MASAORDE
BARU
• Slogan lama: “Berdaulat dalam politik, berdikari di
bidang ekonomi, dan berkepribadian dalam kebudayaan”, dilindas oleh slogan baru
: “Politik no, ekonomi yes!” Masyarakat terhanyut, dan tidak sadar bahwa slogan
itu sendiri adalah politik!
• Kebijakan umum Orde Baru ditandai oleh sejumlah ciri,
yaitu: (a) stabilitas merupakan prioritas utama; (b) di bidang sosial ekonomi,
pembangunan menggantungkan diri pada hutang luar negeri, modal asing, dan betting
on the strong; dan (c) di bidang agraria mengambil kebijakan jalan pintas,
yaitu Revolusi Hijau tanpa Reforma Agraria.
Dengan kebijakan demikian, maka UUA 1960 ibarat masuk “peti-es”.
Artinya, sekalipun tidak dicabut, keberadaannya tidak dihiraukan.
• Tahun 1967 tiga undang-undang yang mengabaikan
ketentuan-ketentuan yang ada dalam UUPA 1960 (UU PMA; UU Pokok Kehutanan; UU
Pokok Pertambangan).
• Untuk sekitar 11 tahun lamanya UUPA 1960 dipersepsikan
secara keliru, sebagai produk PKI. Stigma ini bahkan masih melekat di benak
sebagian masyarakat kita sampai sekarang.
• Baru pada tahun 1978 keberadaan UUPA 1960 dikukuhkan
kembali sebagai “produk nasional” (bukan produk PKI), setelah adanya laporan
hasil penelitian dari Panitia Soemitro Djojohadikoesoemo (almarhum) yang pada
saat itu adalah Menristek. Kembalinya perhatian atas keberadaan UUPA 1960 ini
—barangkali— juga karena adanya undangan dari FAO untuk menghadiri Konferensi
Sedunia tentang Reforma Agraria dan Pembangunan Pedesaan di Roma tahun 1979.
• Dalam Konferensi Roma tahun 1979, Indonesia mengirim
delegasi besar. Hasil konferensi ini adalah sebuah dokumen yang di tahun 1981
diterbitkan oleh FAO dengan judul Peasant’s Charter (Piagam Petani). Disepakati
bahwa setiap dua tahun sekali tiap negara akan melaporkan pelaksanaan Reforma
Agraria dan Pembangunan Pedesaan. Tidak ada berita, apakah Indonesia memenuhi
kesepakatan tersebut.
• Di tahun 1981 di Selabintana Sukabumi (Jawa Barat)

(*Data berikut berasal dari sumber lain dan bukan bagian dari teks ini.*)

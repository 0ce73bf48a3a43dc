// Copyright (C) 2026 Fred Clausen
// Use of this source code is governed by an MIT-style
// license that can be found in the LICENSE file or at
// https://opensource.org/licenses/MIT.

//! Field applicability per metering point type.
//!
//! Every master data field has a base applicability. The registry lists the
//! overrides for each metering point type; a type without overrides uses
//! the base applicabilities unchanged. The registry is pure data and must
//! agree with the rule strategies: a field a strategy requires is never
//! `NotAllowed` for that strategy's type.

use meteringpoint_domain::MeteringPointType;

/// Whether a field must, may, or must not have a value.
#[derive(Debug, Clone, Copy, PartialEq, Eq, Hash)]
pub enum Applicability {
    Required,
    Optional,
    NotAllowed,
}

/// The fields of a master data record.
#[derive(Debug, Clone, Copy, PartialEq, Eq, Hash, PartialOrd, Ord)]
pub enum FieldName {
    ProductType,
    UnitType,
    AssetType,
    ReadingOccurrence,
    PowerLimit,
    PowerPlantGsrnNumber,
    EffectiveDate,
    Capacity,
    Address,
    MeteringConfiguration,
    SettlementMethod,
    ScheduledMeterReadingDate,
    ConnectionType,
    DisconnectionType,
    NetSettlementGroup,
    ProductionObligation,
}

impl FieldName {
    /// All fields in record order.
    pub const ALL: [Self; 16] = [
        Self::ProductType,
        Self::UnitType,
        Self::AssetType,
        Self::ReadingOccurrence,
        Self::PowerLimit,
        Self::PowerPlantGsrnNumber,
        Self::EffectiveDate,
        Self::Capacity,
        Self::Address,
        Self::MeteringConfiguration,
        Self::SettlementMethod,
        Self::ScheduledMeterReadingDate,
        Self::ConnectionType,
        Self::DisconnectionType,
        Self::NetSettlementGroup,
        Self::ProductionObligation,
    ];

    /// The field's name as used in error messages.
    #[must_use]
    pub const fn name(self) -> &'static str {
        match self {
            Self::ProductType => "ProductType",
            Self::UnitType => "UnitType",
            Self::AssetType => "AssetType",
            Self::ReadingOccurrence => "ReadingOccurrence",
            Self::PowerLimit => "PowerLimit",
            Self::PowerPlantGsrnNumber => "PowerPlantGsrnNumber",
            Self::EffectiveDate => "EffectiveDate",
            Self::Capacity => "Capacity",
            Self::Address => "Address",
            Self::MeteringConfiguration => "MeteringConfiguration",
            Self::SettlementMethod => "SettlementMethod",
            Self::ScheduledMeterReadingDate => "ScheduledMeterReadingDate",
            Self::ConnectionType => "ConnectionType",
            Self::DisconnectionType => "DisconnectionType",
            Self::NetSettlementGroup => "NetSettlementGroup",
            Self::ProductionObligation => "ProductionObligation",
        }
    }

    /// Applicability when no metering point type overrides it.
    ///
    /// Fields that only make sense for parent types are `NotAllowed` by
    /// default and opened up by the overrides of those types.
    #[must_use]
    pub const fn default_applicability(self) -> Applicability {
        match self {
            Self::ProductType
            | Self::UnitType
            | Self::ReadingOccurrence
            | Self::EffectiveDate
            | Self::MeteringConfiguration => Applicability::Required,
            Self::PowerLimit | Self::Capacity | Self::Address | Self::DisconnectionType => {
                Applicability::Optional
            }
            Self::AssetType
            | Self::PowerPlantGsrnNumber
            | Self::SettlementMethod
            | Self::ScheduledMeterReadingDate
            | Self::ConnectionType
            | Self::NetSettlementGroup
            | Self::ProductionObligation => Applicability::NotAllowed,
        }
    }
}

impl std::fmt::Display for FieldName {
    fn fmt(&self, f: &mut std::fmt::Formatter<'_>) -> std::fmt::Result {
        f.write_str(self.name())
    }
}

const CONSUMPTION_FIELDS: &[(FieldName, Applicability)] = &[
    (FieldName::NetSettlementGroup, Applicability::Required),
    (FieldName::SettlementMethod, Applicability::Required),
    (FieldName::DisconnectionType, Applicability::Required),
    (FieldName::ConnectionType, Applicability::Optional),
    (FieldName::ScheduledMeterReadingDate, Applicability::Optional),
    (FieldName::PowerPlantGsrnNumber, Applicability::Optional),
    (FieldName::AssetType, Applicability::Optional),
];

const PRODUCTION_FIELDS: &[(FieldName, Applicability)] = &[
    (FieldName::NetSettlementGroup, Applicability::Required),
    (FieldName::DisconnectionType, Applicability::Required),
    (FieldName::ConnectionType, Applicability::Optional),
    (FieldName::PowerPlantGsrnNumber, Applicability::Optional),
    (FieldName::AssetType, Applicability::Optional),
    (FieldName::ProductionObligation, Applicability::Optional),
];

const EXCHANGE_FIELDS: &[(FieldName, Applicability)] =
    &[(FieldName::DisconnectionType, Applicability::Required)];

const VE_PRODUCTION_FIELDS: &[(FieldName, Applicability)] =
    &[(FieldName::AssetType, Applicability::Optional)];

/// Returns the applicability overrides for a metering point type.
///
/// Types without overrides return an empty slice.
#[must_use]
pub const fn fields_for(
    metering_point_type: MeteringPointType,
) -> &'static [(FieldName, Applicability)] {
    match metering_point_type {
        MeteringPointType::Consumption => CONSUMPTION_FIELDS,
        MeteringPointType::Production => PRODUCTION_FIELDS,
        MeteringPointType::Exchange => EXCHANGE_FIELDS,
        MeteringPointType::VEProduction => VE_PRODUCTION_FIELDS,
        _ => &[],
    }
}

/// Resolves the applicability of one field for a metering point type.
#[must_use]
pub fn applicability_for(
    metering_point_type: MeteringPointType,
    field: FieldName,
) -> Applicability {
    fields_for(metering_point_type)
        .iter()
        .find(|(name, _)| *name == field)
        .map_or_else(
            || field.default_applicability(),
            |(_, applicability)| *applicability,
        )
}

berlangsung lokakarya internasional dengan tema yang sama, sebagai tindak
lanjut Konferensi Roma, yang hasilnya disertai sebuah rekomendasi kepada
pemerintah Indonesia.
Keberadaan Piagam Petani
hasil pertemuan Roma, dan rekomendasi Selabintana ternyata tidak mampu
mendorong pemerintah Orde Baru melakukan “re-orientasi kebijakan”. Bahkan,
kebanggaan yang berlebihan dari berhasilnya swasembada pangan di tahun 1984
telah membuat Orde Baru terlalu percaya diri bahwa tanpa Reforma Agraria
(melalui “jalan pintas”) kita akan mampu memakmurkan rakyat.
• Berbagai krisis agraria yang terjadi itu tak lepas
dari kecarut-marutan dalam sistem perundang-undangan di bidang agraria (secara
luas).
• Meskipun UUPA dikukuhkan kembali, hal itu tidak
membantu mengatasi, sebab beberapa UU sektoral –yang berbeda semangatnya dengan
UUPA 1960 sudah terlanjur berlaku demikian lama, maka ketika UUPA 1960
dikukuhkan kembali, yang terjadi bukannya penjernihan, melainkan
ketumpang-tindihan. Terdapat kesan kuat bahwa di sana-sini terjadi rekayasa
hukum dan manipulasi agar seolah-oleh suatu kebijakan itu merujuk kepada UUPA
1960, sedangkan pada hakikatnya adalah demi memfasilitasi investasi asing,
berlawanan total dengan cita-cita dasar UUPA 1960.